For years, Tomlinson still got good use out of that psychology degree by running the company’s human resources department. He’s strived to make the company a place where people want to work by making sure the employees know they’re valued.
For example, when a Tomlinson Bomberger employee has a birthday, he or she gets a personalized birthday card with two tickets to the movies. When an employee has a baby, the employee receives a gift card for baby gear. There’s an annual company picnic at a minor league baseball game. A local ice cream truck is on the company’s speed dial.

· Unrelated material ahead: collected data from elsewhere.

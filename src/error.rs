//! Error types for the analysis pipeline.

use chrono::NaiveDateTime;
use serde::Serialize;
use std::fmt;
use thiserror::Error;

/// A file that was skipped during loading, with a user-visible reason
#[derive(Clone, Debug, PartialEq, Serialize)]
pub struct FileError {
    pub file_name: String,
    pub message: String,
}

impl fmt::Display for FileError {
    fn fmt(&self, f: &mut fmt::Formatter<'_>) -> fmt::Result {
        write!(f, "Error reading file {}: {}", self.file_name, self.message)
    }
}

/// Errors that halt a pipeline pass
#[derive(Debug, Clone, Error, PartialEq)]
pub enum PipelineError {
    /// Not a single uploaded file could be parsed
    #[error("No files could be parsed ({} failed)", errors.len())]
    NoFilesParsed { errors: Vec<FileError> },

    /// Files parsed but no row had a valid DATE/TIME pair
    #[error("No rows with a valid timestamp")]
    NoValidTimestamps,

    /// Requested range starts after it ends
    #[error("Start time {start} must not be after end time {end}")]
    InvalidRange {
        start: NaiveDateTime,
        end: NaiveDateTime,
    },

    /// Valid range but no rows fall inside it
    #[error("No data between {start} and {end}")]
    EmptyRange {
        start: NaiveDateTime,
        end: NaiveDateTime,
    },

    /// A column was requested that the series does not contain
    #[error("Unknown column: {0}")]
    UnknownColumn(String),
}

impl PipelineError {
    /// Short status code for the presentation layer
    pub fn status(&self) -> &'static str {
        match self {
            PipelineError::NoFilesParsed { .. } => "no files parsed",
            PipelineError::NoValidTimestamps => "no valid timestamps",
            PipelineError::InvalidRange { .. } => "start after end",
            PipelineError::EmptyRange { .. } => "empty range",
            PipelineError::UnknownColumn(_) => "unknown column",
        }
    }
}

“We’re not looking at the LM150 and saying that we need to be at this level or at that level,” Tomlinson says. “We do know that to stay healthy, we need to offer opportunity (to our employees.) It’s difficult to attract new hires. We have had success, and we’re close to being at full capacity. Now we try to develop from within.”
Tomlinson says he attributes most of his success to his “trusted partners,” including a business coach and his loyal vendors. He advises every business owner in the landscape industry to stay involved in their communities, their local associations and the National Association of Landscape Professionals.
It’s been a long time since Tomlinson Bomberger was literally Tomlinson Bomberger — two friends from a golf course maintenance crew trying to do right by their families and make some extra cash on the side. But today’s Tomlinson Bomberger, an LM150 company, is still a family business at heart.
“It’s about treating people as family. We have 130 people, but I consider it a family business — it is a family business,” he says, noting that four of his adult children work for Tomlinson Bomberger full time, and his wife works there part time. “If you can model yourself after a family, no matter how big you are, you’re going to do well.”
Tomlinson might not work in a school any more … but he clearly is still an educator.